Следующий кандидат в покойники, что ли? Вот бедолага…
– Николай Иванович умер две недели назад, – торжественно сказала мать. – Ровно две недели я совершенно одна! Как это тяжело, ты не представляешь!
Голос за кадром заволновался: «Инночка! Выпей капельки!»
– Сочувствую, – серьезно откликнулся Бэтээр, поглядывая на часы. – Тебе деньги нужны?
– Что такое деньги? – возмутилась мать. – Разве все деньги мира способны вернуть жизнь одному человеку?.. Хотя, конечно, сейчас я осталась абсолютно ни с чем! И наследство можно получить только через полгода! Ты не представляешь, как это тяжело!..
– Я тебе завтра вышлю, – пообещал Бэтээр. – Сегодня уже не успею, мне за Пулькой еще ехать. Сбежала…
– Почему она сбежала? Может быть, ты с ней плохо обращаешься? Ты ее наказываешь? Ругаешь? Тимур, я тебя умоляю, будь с ней поласковее! Маленьким детям нужна ласка. И нежность, и забота, и любовь… Тогда они расцветают, как цветы под дождем…
Он хотел поправить: под солнцем, а не под дождем. А потом подумал: может, на той планете, откуда свалилось это неземное создание, цветы расцветают именно под дождем. Под золотым дождем, например. Яркие, махровые, неземные цветы расцветают под золотым дождем, раскрывают алые рты… то есть лепестки, конечно, ловят ими золотой дождь и трагически шепчут: «Как это тяжело!»
Одна польза от разговора с матерью – его бешенство исчезло. Почти. Правда, прибавилось раздражения, но это пусть, это его привычное состояние, если дело касается Пульки. Ну, ничего. Он как-нибудь справится. До сих пор справлялся же… Все-таки какое счастье, что все эти годы рядом не было матери! С двумя он бы точно не справился, даже с помощью тети Вари.
И все время, пока бегал к Ваське за ключами от гаража, и пока выводил их новый представительский джип, потому что после утреннего ливня по этим Выселкам ни на чем другом не пролезешь, и пока заезжал на заправку, и потом, уже крутясь по узким глинистым переулкам, раскисшим до центра Земли, Бэтээр думал о том, что им с Пулькой, что ни говори, действительно повезло – рядом была тетя Варя, а матери рядом не было.
Бэтээр не любил мать. Не в том смысле, что относился плохо, ненавидел, презирал или еще какие-нибудь глупости… Нет, плохо не относился. Никак не относился. В общем, не любил.

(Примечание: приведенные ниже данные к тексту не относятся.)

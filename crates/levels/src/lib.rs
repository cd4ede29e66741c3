pub mod calculator;
pub mod symbol;

pub use calculator::{base_distance, volatility_multiplier, LevelCalculator};
pub use symbol::SymbolClass;
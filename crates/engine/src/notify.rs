use std::sync::Arc;

use async_trait::async_trait;
use tracing::{info, warn};

use common::{Audience, NotificationSink, Result, TradeEvent};

/// Sink that only writes events to the log. Used when no chat transport
/// is configured.
pub struct LogSink;

#[async_trait]
impl NotificationSink for LogSink {
    async fn publish(&self, audience: &Audience, event: &TradeEvent) -> Result<()> {
        info!(
            audience = ?audience,
            trade_id = event.trade_id(),
            symbol = event.symbol(),
            event = ?event,
            "Notification"
        );
        Ok(())
    }
}

/// Fire-and-forget publish of one event to every audience. Failures are
/// logged and never reach the caller.
pub fn dispatch(sink: &Arc<dyn NotificationSink>, audiences: &[Audience], event: &TradeEvent) {
    for audience in audiences {
        let sink = sink.clone();
        let audience = *audience;
        let event = event.clone();
        tokio::spawn(async move {
            if let Err(e) = sink.publish(&audience, &event).await {
                warn!(
                    audience = ?audience,
                    trade_id = event.trade_id(),
                    error = %e,
                    "Failed to deliver notification"
                );
            }
        });
    }
}
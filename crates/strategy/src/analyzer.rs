use common::{Error, IndicatorSnapshot, OhlcSeries, Result, TimeframeAnalysis, Trend};
use tracing::trace;

use crate::indicators::{sma, RsiIndicator};

/// Classifies the trend of a single timeframe from its close prices.
///
/// Trend is read from the ordering of price, a short SMA and a long SMA.
/// Strength is 30 for a directional trend, plus 20 when RSI still leaves
/// room to run in that direction.
#[derive(Debug, Clone)]
pub struct TimeframeAnalyzer {
    pub short_period: usize,
    pub long_period: usize,
    pub min_bars: usize,
    pub rsi: RsiIndicator,
}

impl Default for TimeframeAnalyzer {
    fn default() -> Self {
        Self {
            short_period: 10,
            long_period: 20,
            min_bars: 20,
            rsi: RsiIndicator::default(),
        }
    }
}

const TREND_STRENGTH: u8 = 30;
const MOMENTUM_STRENGTH: u8 = 20;

impl TimeframeAnalyzer {
    /// Bars needed before every indicator has a value.
    pub fn required_bars(&self) -> usize {
        self.min_bars
            .max(self.long_period)
            .max(self.short_period)
            .max(self.rsi.period + 1)
    }

    /// Analyse one series. Fails with `InsufficientData` when the series is
    /// shorter than `required_bars`.
    pub fn analyze(&self, series: &OhlcSeries) -> Result<TimeframeAnalysis> {
        let required = self.required_bars();
        if series.len() < required {
            return Err(Error::InsufficientData {
                required,
                available: series.len(),
            });
        }

        let closes = series.closes();
        let insufficient = || Error::InsufficientData {
            required,
            available: closes.len(),
        };

        let price = *closes.last().ok_or_else(insufficient)?;
        let ma_short = sma(&closes, self.short_period).ok_or_else(insufficient)?;
        let ma_long = sma(&closes, self.long_period).ok_or_else(insufficient)?;
        let rsi = self.rsi.compute(&closes).ok_or_else(insufficient)?;

        let trend = if price > ma_short && ma_short > ma_long {
            Trend::Up
        } else if price < ma_short && ma_short < ma_long {
            Trend::Down
        } else {
            Trend::Sideways
        };

        let strength = match trend {
            Trend::Up if rsi < self.rsi.overbought => TREND_STRENGTH + MOMENTUM_STRENGTH,
            Trend::Down if rsi > self.rsi.oversold => TREND_STRENGTH + MOMENTUM_STRENGTH,
            Trend::Up | Trend::Down => TREND_STRENGTH,
            Trend::Sideways => 0,
        };

        trace!(
            symbol = %series.symbol,
            timeframe = %series.timeframe,
            %trend,
            strength,
            rsi,
            "Timeframe analysed"
        );

        Ok(TimeframeAnalysis {
            timeframe: series.timeframe,
            trend,
            strength: strength.min(100),
            indicators: IndicatorSnapshot {
                rsi,
                ma_short,
                ma_long,
                price,
            },
        })
    }
}
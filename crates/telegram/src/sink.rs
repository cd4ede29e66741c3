use async_trait::async_trait;
use teloxide::prelude::*;
use tracing::{debug, info};

use common::{Audience, Error, NotificationSink, Result, TradeEvent};

use crate::format_event;

/// Delivers trade events as Telegram messages to users and groups.
pub struct TelegramSink {
    bot: Bot,
}

impl TelegramSink {
    pub fn new(token: impl Into<String>) -> Self {
        info!("Telegram notifications enabled");
        Self {
            bot: Bot::new(token),
        }
    }
}

#[async_trait]
impl NotificationSink for TelegramSink {
    async fn publish(&self, audience: &Audience, event: &TradeEvent) -> Result<()> {
        let chat_id = ChatId(audience.chat_id());
        self.bot
            .send_message(chat_id, format_event(event))
            .await
            .map_err(|e| Error::Notification(e.to_string()))?;
        debug!(chat_id = ?chat_id, trade_id = event.trade_id(), "Telegram message sent");
        Ok(())
    }
}
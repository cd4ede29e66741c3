use std::str::FromStr;
use std::time::Duration;

use chrono::{DateTime, Utc};
use serde::{Deserialize, Serialize};
use tracing::warn;

use crate::Error;

/// Candle interval of a price series.
#[derive(Debug, Clone, Copy, PartialEq, Eq, PartialOrd, Ord, Hash, Serialize, Deserialize)]
pub enum Timeframe {
    #[serde(rename = "1m")]
    M1,
    #[serde(rename = "5m")]
    M5,
    #[serde(rename = "15m")]
    M15,
    #[serde(rename = "30m")]
    M30,
    #[serde(rename = "1h")]
    H1,
    #[serde(rename = "4h")]
    H4,
    #[serde(rename = "1d")]
    D1,
}

impl Timeframe {
    pub const ALL: [Timeframe; 7] = [
        Timeframe::M1,
        Timeframe::M5,
        Timeframe::M15,
        Timeframe::M30,
        Timeframe::H1,
        Timeframe::H4,
        Timeframe::D1,
    ];

    pub fn as_str(&self) -> &'static str {
        match self {
            Timeframe::M1 => "1m",
            Timeframe::M5 => "5m",
            Timeframe::M15 => "15m",
            Timeframe::M30 => "30m",
            Timeframe::H1 => "1h",
            Timeframe::H4 => "4h",
            Timeframe::D1 => "1d",
        }
    }

    /// Timeframes whose votes count double in the consensus.
    pub fn is_higher(&self) -> bool {
        matches!(self, Timeframe::M15 | Timeframe::M30 | Timeframe::H1)
    }

    /// Length of one candle.
    pub fn duration(&self) -> Duration {
        let secs = match self {
            Timeframe::M1 => 60,
            Timeframe::M5 => 5 * 60,
            Timeframe::M15 => 15 * 60,
            Timeframe::M30 => 30 * 60,
            Timeframe::H1 => 60 * 60,
            Timeframe::H4 => 4 * 60 * 60,
            Timeframe::D1 => 24 * 60 * 60,
        };
        Duration::from_secs(secs)
    }
}

impl std::fmt::Display for Timeframe {
    fn fmt(&self, f: &mut std::fmt::Formatter<'_>) -> std::fmt::Result {
        f.write_str(self.as_str())
    }
}

impl FromStr for Timeframe {
    type Err = Error;

    fn from_str(s: &str) -> Result<Self, Self::Err> {
        Timeframe::ALL
            .into_iter()
            .find(|tf| tf.as_str().eq_ignore_ascii_case(s.trim()))
            .ok_or_else(|| Error::Config(format!("unknown timeframe '{s}'")))
    }
}

/// One OHLC bar.
#[derive(Debug, Clone, Copy, PartialEq, Serialize, Deserialize)]
pub struct Candle {
    pub open_time: DateTime<Utc>,
    pub open: f64,
    pub high: f64,
    pub low: f64,
    pub close: f64,
}

/// Price history for one symbol and timeframe, ordered oldest to newest.
#[derive(Debug, Clone, Serialize, Deserialize)]
pub struct OhlcSeries {
    pub symbol: String,
    pub timeframe: Timeframe,
    pub candles: Vec<Candle>,
}

impl OhlcSeries {
    pub fn new(symbol: impl Into<String>, timeframe: Timeframe, candles: Vec<Candle>) -> Self {
        Self {
            symbol: symbol.into(),
            timeframe,
            candles,
        }
    }

    pub fn len(&self) -> usize {
        self.candles.len()
    }

    pub fn is_empty(&self) -> bool {
        self.candles.is_empty()
    }

    pub fn closes(&self) -> Vec<f64> {
        self.candles.iter().map(|c| c.close).collect()
    }

    pub fn last_close(&self) -> Option<f64> {
        self.candles.last().map(|c| c.close)
    }
}

/// Trend classification of a single timeframe.
#[derive(Debug, Clone, Copy, PartialEq, Eq, Serialize, Deserialize)]
#[serde(rename_all = "lowercase")]
pub enum Trend {
    Up,
    Down,
    Sideways,
}

impl std::fmt::Display for Trend {
    fn fmt(&self, f: &mut std::fmt::Formatter<'_>) -> std::fmt::Result {
        match self {
            Trend::Up => write!(f, "up"),
            Trend::Down => write!(f, "down"),
            Trend::Sideways => write!(f, "sideways"),
        }
    }
}

/// Direction of a hypothetical position.
#[derive(Debug, Clone, Copy, PartialEq, Eq, Serialize, Deserialize, sqlx::Type)]
#[serde(rename_all = "UPPERCASE")]
#[sqlx(type_name = "TEXT", rename_all = "UPPERCASE")]
pub enum Direction {
    Buy,
    Sell,
}

impl Direction {
    /// +1 for Buy, -1 for Sell. Multiplying an offset by this flips it for
    /// short trades.
    pub fn sign(&self) -> f64 {
        match self {
            Direction::Buy => 1.0,
            Direction::Sell => -1.0,
        }
    }
}

impl std::fmt::Display for Direction {
    fn fmt(&self, f: &mut std::fmt::Formatter<'_>) -> std::fmt::Result {
        match self {
            Direction::Buy => write!(f, "BUY"),
            Direction::Sell => write!(f, "SELL"),
        }
    }
}

impl FromStr for Direction {
    type Err = Error;

    fn from_str(s: &str) -> Result<Self, Self::Err> {
        match s.to_ascii_uppercase().as_str() {
            "BUY" => Ok(Direction::Buy),
            "SELL" => Ok(Direction::Sell),
            other => Err(Error::Persistence(format!("unknown direction '{other}'"))),
        }
    }
}

/// Outcome of a consensus evaluation.
#[derive(Debug, Clone, Copy, PartialEq, Eq, Serialize, Deserialize)]
#[serde(rename_all = "lowercase")]
pub enum SignalType {
    Buy,
    Sell,
    Neutral,
}

impl SignalType {
    pub fn direction(&self) -> Option<Direction> {
        match self {
            SignalType::Buy => Some(Direction::Buy),
            SignalType::Sell => Some(Direction::Sell),
            SignalType::Neutral => None,
        }
    }
}

impl std::fmt::Display for SignalType {
    fn fmt(&self, f: &mut std::fmt::Formatter<'_>) -> std::fmt::Result {
        match self {
            SignalType::Buy => write!(f, "BUY"),
            SignalType::Sell => write!(f, "SELL"),
            SignalType::Neutral => write!(f, "NEUTRAL"),
        }
    }
}

/// Indicator values backing a timeframe analysis.
#[derive(Debug, Clone, Copy, PartialEq, Serialize, Deserialize)]
pub struct IndicatorSnapshot {
    pub rsi: f64,
    pub ma_short: f64,
    pub ma_long: f64,
    pub price: f64,
}

/// Trend and strength of one timeframe.
#[derive(Debug, Clone, Copy, PartialEq, Serialize, Deserialize)]
pub struct TimeframeAnalysis {
    pub timeframe: Timeframe,
    pub trend: Trend,
    /// 0..=100
    pub strength: u8,
    pub indicators: IndicatorSnapshot,
}

/// Aggregated directional opinion across timeframes.
#[derive(Debug, Clone, PartialEq, Serialize, Deserialize)]
pub struct ConsensusResult {
    pub signal: SignalType,
    /// 0..=100, one decimal.
    pub confidence: f64,
    pub buy_votes: u32,
    pub sell_votes: u32,
    pub average_strength: f64,
    /// Strongest analysed timeframe.
    pub recommended_timeframe: Timeframe,
    pub timeframes_analyzed: usize,
}

impl ConsensusResult {
    pub fn is_tradable(&self, min_confidence: f64) -> bool {
        self.signal != SignalType::Neutral && self.confidence >= min_confidence
    }
}

/// One of the three profit targets of a plan.
#[derive(
    Debug, Clone, Copy, PartialEq, Eq, PartialOrd, Ord, Hash, Serialize, Deserialize,
)]
pub enum TargetLevel {
    #[serde(rename = "target_1")]
    T1,
    #[serde(rename = "target_2")]
    T2,
    #[serde(rename = "target_3")]
    T3,
}

impl TargetLevel {
    pub const ALL: [TargetLevel; 3] = [TargetLevel::T1, TargetLevel::T2, TargetLevel::T3];

    /// 1-based target number.
    pub fn number(&self) -> u8 {
        match self {
            TargetLevel::T1 => 1,
            TargetLevel::T2 => 2,
            TargetLevel::T3 => 3,
        }
    }

    fn idx(&self) -> usize {
        self.number() as usize - 1
    }
}

impl std::fmt::Display for TargetLevel {
    fn fmt(&self, f: &mut std::fmt::Formatter<'_>) -> std::fmt::Result {
        write!(f, "target_{}", self.number())
    }
}

impl FromStr for TargetLevel {
    type Err = Error;

    fn from_str(s: &str) -> Result<Self, Self::Err> {
        TargetLevel::ALL
            .into_iter()
            .find(|t| t.to_string() == s)
            .ok_or_else(|| Error::Persistence(format!("unknown target '{s}'")))
    }
}

/// Entry zones, stop and targets computed once when a trade is created.
#[derive(Debug, Clone, PartialEq, Serialize, Deserialize)]
pub struct PricePlan {
    pub direction: Direction,
    /// Price the levels were derived from.
    pub reference_price: f64,
    pub entry_zone_1: f64,
    pub entry_zone_2: f64,
    pub stop_loss: f64,
    pub targets: [f64; 3],
    pub risk_reward: [f64; 3],
    /// Pip size of the instrument's symbol class.
    pub pip_size: f64,
}

impl PricePlan {
    /// Build a plan from raw levels, deriving the risk:reward ratios
    /// against entry zone 1.
    pub fn new(
        direction: Direction,
        reference_price: f64,
        entry_zones: [f64; 2],
        stop_loss: f64,
        targets: [f64; 3],
        pip_size: f64,
    ) -> Self {
        let risk_reward = risk_reward_ratios(entry_zones[0], &targets, stop_loss);
        Self {
            direction,
            reference_price,
            entry_zone_1: entry_zones[0],
            entry_zone_2: entry_zones[1],
            stop_loss,
            targets,
            risk_reward,
            pip_size,
        }
    }

    pub fn target(&self, level: TargetLevel) -> f64 {
        self.targets[level.idx()]
    }

    pub fn risk_reward_for(&self, level: TargetLevel) -> f64 {
        self.risk_reward[level.idx()]
    }

    /// Absolute distance between two prices in pips.
    pub fn pips_between(&self, a: f64, b: f64) -> f64 {
        if self.pip_size <= 0.0 {
            return 0.0;
        }
        (a - b).abs() / self.pip_size
    }

    /// Distance from entry zone 1 to the initial stop, in pips.
    pub fn risk_pips(&self) -> f64 {
        self.pips_between(self.entry_zone_1, self.stop_loss)
    }

    /// Distance from entry zone 1 to a target, in pips.
    pub fn reward_pips(&self, level: TargetLevel) -> f64 {
        self.pips_between(self.entry_zone_1, self.target(level))
    }
}

/// `|target - entry| / |entry - stop|` per target; all zero when the stop
/// sits on the entry.
pub fn risk_reward_ratios(entry: f64, targets: &[f64; 3], stop_loss: f64) -> [f64; 3] {
    let risk = (entry - stop_loss).abs();
    if risk == 0.0 {
        warn!(entry, stop_loss, "Degenerate levels: stop equals entry, risk:reward reported as 0");
        return [0.0; 3];
    }
    targets.map(|t| (t - entry).abs() / risk)
}

/// Lifecycle status of a tracked trade.
#[derive(Debug, Clone, Copy, PartialEq, Eq, Serialize, Deserialize, sqlx::Type)]
#[serde(rename_all = "lowercase")]
#[sqlx(type_name = "TEXT", rename_all = "lowercase")]
pub enum TradeStatus {
    Pending,
    Active,
    Closed,
}

impl std::fmt::Display for TradeStatus {
    fn fmt(&self, f: &mut std::fmt::Formatter<'_>) -> std::fmt::Result {
        match self {
            TradeStatus::Pending => write!(f, "pending"),
            TradeStatus::Active => write!(f, "active"),
            TradeStatus::Closed => write!(f, "closed"),
        }
    }
}

/// Why a trade was closed.
#[derive(Debug, Clone, Copy, PartialEq, Eq, Serialize, Deserialize, sqlx::Type)]
#[serde(rename_all = "snake_case")]
#[sqlx(type_name = "TEXT", rename_all = "snake_case")]
pub enum CloseReason {
    StopLoss,
    AllTargetsHit,
    Manual,
}

impl std::fmt::Display for CloseReason {
    fn fmt(&self, f: &mut std::fmt::Formatter<'_>) -> std::fmt::Result {
        match self {
            CloseReason::StopLoss => write!(f, "stop-loss"),
            CloseReason::AllTargetsHit => write!(f, "all targets hit"),
            CloseReason::Manual => write!(f, "manual close"),
        }
    }
}

/// Something worth telling the audience about.
#[derive(Debug, Clone, PartialEq, Serialize, Deserialize)]
pub enum TradeEvent {
    SignalGenerated {
        trade_id: String,
        symbol: String,
        consensus: ConsensusResult,
        plan: PricePlan,
    },
    TargetHit {
        trade_id: String,
        symbol: String,
        target: TargetLevel,
        price: f64,
    },
    TradeClosed {
        trade_id: String,
        symbol: String,
        reason: CloseReason,
        price: f64,
        /// Signed result from entry zone 1, positive when favourable.
        pips: f64,
    },
}

impl TradeEvent {
    pub fn trade_id(&self) -> &str {
        match self {
            TradeEvent::SignalGenerated { trade_id, .. }
            | TradeEvent::TargetHit { trade_id, .. }
            | TradeEvent::TradeClosed { trade_id, .. } => trade_id,
        }
    }

    pub fn symbol(&self) -> &str {
        match self {
            TradeEvent::SignalGenerated { symbol, .. }
            | TradeEvent::TargetHit { symbol, .. }
            | TradeEvent::TradeClosed { symbol, .. } => symbol,
        }
    }
}

/// Recipient of a published event.
#[derive(Debug, Clone, Copy, PartialEq, Eq, Hash, Serialize, Deserialize)]
pub enum Audience {
    User(i64),
    Group(i64),
}

impl Audience {
    pub fn chat_id(&self) -> i64 {
        match self {
            Audience::User(id) | Audience::Group(id) => *id,
        }
    }
}
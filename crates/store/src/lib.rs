//! Durable `TradeStore` implementations.

mod json;
mod sqlite;

pub use json::JsonFileTradeStore;
pub use sqlite::SqliteTradeStore;
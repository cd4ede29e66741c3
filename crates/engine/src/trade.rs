use std::collections::BTreeSet;

use chrono::{DateTime, Duration, Utc};
use serde::{Deserialize, Serialize};
use tracing::{debug, info};
use uuid::Uuid;

use common::{
    CloseReason, Direction, Error, PricePlan, Result, TargetLevel, TradeEvent, TradeStatus,
};

/// A hypothetical position and its progress through the plan.
///
/// Pending until the first price is seen, Active while targets accumulate,
/// Closed once the stop is crossed, target 3 is reached or an operator
/// closes it. A Closed trade ignores every further price.
#[derive(Debug, Clone, PartialEq, Serialize, Deserialize)]
pub struct TradeLifecycle {
    pub id: String,
    pub symbol: String,
    pub direction: Direction,
    pub plan: PricePlan,
    /// Current stop. Starts at the plan's stop and only ever tightens.
    pub stop_loss: f64,
    pub triggered: BTreeSet<TargetLevel>,
    pub status: TradeStatus,
    pub close_reason: Option<CloseReason>,
    pub close_price: Option<f64>,
    /// Consensus confidence the trade was opened with.
    pub confidence: f64,
    pub created_at: DateTime<Utc>,
    pub activated_at: Option<DateTime<Utc>>,
    pub closed_at: Option<DateTime<Utc>>,
}

/// What a single price evaluation did to a trade.
#[derive(Debug, Clone, Default, PartialEq)]
pub struct Transition {
    pub activated: bool,
    pub stop_moved: bool,
    pub events: Vec<TradeEvent>,
}

impl Transition {
    pub fn is_noop(&self) -> bool {
        !self.activated && !self.stop_moved && self.events.is_empty()
    }
}

impl TradeLifecycle {
    pub fn open(
        symbol: impl Into<String>,
        plan: PricePlan,
        confidence: f64,
        now: DateTime<Utc>,
    ) -> Self {
        let symbol = symbol.into();
        Self {
            id: Self::new_id(&symbol, now),
            direction: plan.direction,
            stop_loss: plan.stop_loss,
            symbol,
            plan,
            triggered: BTreeSet::new(),
            status: TradeStatus::Pending,
            close_reason: None,
            close_price: None,
            confidence,
            created_at: now,
            activated_at: None,
            closed_at: None,
        }
    }

    /// `SYMBOL_<unix millis>_<8 hex>`. The random suffix keeps ids apart
    /// when a symbol is closed and reopened within the same instant.
    pub fn new_id(symbol: &str, now: DateTime<Utc>) -> String {
        let suffix = Uuid::new_v4().simple().to_string();
        format!("{symbol}_{}_{}", now.timestamp_millis(), &suffix[..8])
    }

    pub fn is_open(&self) -> bool {
        self.status != TradeStatus::Closed
    }

    /// Evaluate one fresh price.
    ///
    /// The stop is checked first; otherwise targets are taken in order, each
    /// one tightening the stop (when `trailing` is set) before the next is
    /// considered. Target 3 closes the trade.
    pub fn on_price(&mut self, price: f64, trailing: bool, now: DateTime<Utc>) -> Transition {
        let mut transition = Transition::default();
        if !self.is_open() || !price.is_finite() {
            return transition;
        }

        if self.status == TradeStatus::Pending {
            self.status = TradeStatus::Active;
            self.activated_at = Some(now);
            transition.activated = true;
            debug!(trade_id = %self.id, price, "Trade active");
        }

        if self.stop_crossed(price) {
            info!(trade_id = %self.id, price, stop = self.stop_loss, "Stop-loss hit");
            transition
                .events
                .push(self.close(CloseReason::StopLoss, price, now));
            return transition;
        }

        for level in TargetLevel::ALL {
            if self.triggered.contains(&level) || !self.target_reached(level, price) {
                continue;
            }
            self.triggered.insert(level);
            info!(trade_id = %self.id, target = %level, price, "Target hit");
            transition.events.push(TradeEvent::TargetHit {
                trade_id: self.id.clone(),
                symbol: self.symbol.clone(),
                target: level,
                price,
            });

            if trailing && self.trail_stop(level) {
                transition.stop_moved = true;
            }

            if level == TargetLevel::T3 {
                transition
                    .events
                    .push(self.close(CloseReason::AllTargetsHit, price, now));
                break;
            }
        }

        transition
    }

    /// Close on operator request. Fails without touching the trade when it
    /// is already closed.
    pub fn close_manually(&mut self, price: f64, now: DateTime<Utc>) -> Result<TradeEvent> {
        if !self.is_open() {
            return Err(Error::TradeClosed(self.id.clone()));
        }
        if !price.is_finite() || price <= 0.0 {
            return Err(Error::InvalidPrice(price));
        }
        info!(trade_id = %self.id, price, "Trade closed manually");
        Ok(self.close(CloseReason::Manual, price, now))
    }

    /// Signed distance from entry zone 1 to the close price in pips,
    /// positive when the trade moved in its favour.
    pub fn pips_result(&self) -> Option<f64> {
        self.close_price.map(|close| self.signed_pips(close))
    }

    /// Time since creation, or the lifetime of a closed trade.
    pub fn duration(&self, now: DateTime<Utc>) -> Duration {
        self.closed_at.unwrap_or(now) - self.created_at
    }

    fn signed_pips(&self, price: f64) -> f64 {
        let pips = self.plan.pips_between(price, self.plan.entry_zone_1);
        let favourable = (price - self.plan.entry_zone_1) * self.direction.sign() > 0.0;
        if favourable {
            pips
        } else {
            -pips
        }
    }

    /// Touching the stop is not enough: price has to trade through it.
    fn stop_crossed(&self, price: f64) -> bool {
        match self.direction {
            Direction::Buy => price < self.stop_loss,
            Direction::Sell => price > self.stop_loss,
        }
    }

    fn target_reached(&self, level: TargetLevel, price: f64) -> bool {
        let target = self.plan.target(level);
        match self.direction {
            Direction::Buy => price >= target,
            Direction::Sell => price <= target,
        }
    }

    /// Target 1 moves the stop to breakeven (entry zone 1), target 2 to the
    /// midpoint between entry zone 1 and target 1. Returns whether it moved.
    fn trail_stop(&mut self, level: TargetLevel) -> bool {
        let candidate = match level {
            TargetLevel::T1 => self.plan.entry_zone_1,
            TargetLevel::T2 => (self.plan.entry_zone_1 + self.plan.target(TargetLevel::T1)) / 2.0,
            TargetLevel::T3 => return false,
        };
        let tightened = match self.direction {
            Direction::Buy => self.stop_loss.max(candidate),
            Direction::Sell => self.stop_loss.min(candidate),
        };
        if tightened == self.stop_loss {
            return false;
        }
        debug!(trade_id = %self.id, from = self.stop_loss, to = tightened, "Trailing stop moved");
        self.stop_loss = tightened;
        true
    }

    fn close(&mut self, reason: CloseReason, price: f64, now: DateTime<Utc>) -> TradeEvent {
        self.status = TradeStatus::Closed;
        self.close_reason = Some(reason);
        self.close_price = Some(price);
        self.closed_at = Some(now);
        TradeEvent::TradeClosed {
            trade_id: self.id.clone(),
            symbol: self.symbol.clone(),
            reason,
            price,
            pips: self.signed_pips(price),
        }
    }
}

/// Human readable duration such as `3h 05m` or `12m`.
pub fn format_duration(duration: Duration) -> String {
    let minutes = duration.num_minutes().max(0);
    let (hours, minutes) = (minutes / 60, minutes % 60);
    if hours > 0 {
        format!("{hours}h {minutes:02}m")
    } else {
        format!("{minutes}m")
    }
}
use std::time::Duration;

use thiserror::Error;

#[derive(Debug, Error)]
pub enum Error {
    #[error("Insufficient data: need {required} bars, got {available}")]
    InsufficientData { required: usize, available: usize },

    #[error("Consensus is neutral, no levels can be computed")]
    NotTradable,

    #[error("Invalid price: {0}")]
    InvalidPrice(f64),

    #[error("No data for {0}")]
    NoData(String),

    #[error("Stale data for {0}")]
    Stale(String),

    #[error("Timed out after {0:?}")]
    Timeout(Duration),

    #[error("Price fetch failed: {0}")]
    PriceFetch(String),

    #[error("Persistence error: {0}")]
    Persistence(String),

    #[error("Database error: {0}")]
    Database(#[from] sqlx::Error),

    #[error("JSON error: {0}")]
    Json(#[from] serde_json::Error),

    #[error("HTTP error: {0}")]
    Http(String),

    #[error("Notification error: {0}")]
    Notification(String),

    #[error("Configuration error: {0}")]
    Config(String),

    #[error("Trade not found: {0}")]
    TradeNotFound(String),

    #[error("Trade already closed: {0}")]
    TradeClosed(String),

    #[error("IO error: {0}")]
    Io(#[from] std::io::Error),

    #[error("{0}")]
    Other(String),
}

impl Error {
    /// True for failures of the data provider that should only skip the
    /// current tick for the affected symbol.
    pub fn is_fetch_failure(&self) -> bool {
        matches!(
            self,
            Error::NoData(_)
                | Error::Stale(_)
                | Error::Timeout(_)
                | Error::PriceFetch(_)
                | Error::Http(_)
        )
    }
}

pub type Result<T, E = Error> = std::result::Result<T, E>;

А когда бы он ее смог полюбить? Его отец, первый муж матери, умер, когда Бэтээру было три года. Он совсем не помнил отца. И мать почти сразу забыл, потому что она очень быстро опять вышла замуж и куда-то уехала, оставив его с тетей Варей. Тетя Варя была вообще-то не тетей ему, да и его матери тоже… Тетя Варя была, кажется, двоюродной сестрой его бабушки, просто так получилось, что она всегда жила в семье, вот и считалась тетей. Больше в семье никого в живых не осталось, так что мать отдала его тете Варе. Они с тетей Варей очень хорошо жили вдвоем несколько лет, а потом вдруг приехала мать – одна, потому что ее второй муж тоже умер, – пожила с ними немножко, и Бэтээр стал даже привыкать к ней, но она опять вышла замуж и стала жить в квартире мужа, потому что там не было никаких детей, никаких теток, никаких кошек, – вообще никого не было, кроме ее нового мужа, но он под ногами не путался. К ним с тетей Варей она никогда не приходила, и даже почти никогда не звонила, только перед тем, как он ушел в армию, пришла и сказала, что пока поживет с тетей Варей, потому что скоро родит ему братика или сестричку, а с маленьким ребенком разве можно справиться одной? Совершенно невозможно. А у тети Вари все-таки есть какой-никакой опыт ухода за детьми, вот она и поможет, а то что ей одной в четырех стенах скучать? Когда он ушел в армию, мать переехала к тете Варе, и муж ее тоже переехал – наверное, ему тоже не хотелось в четырех стенах одному скучать.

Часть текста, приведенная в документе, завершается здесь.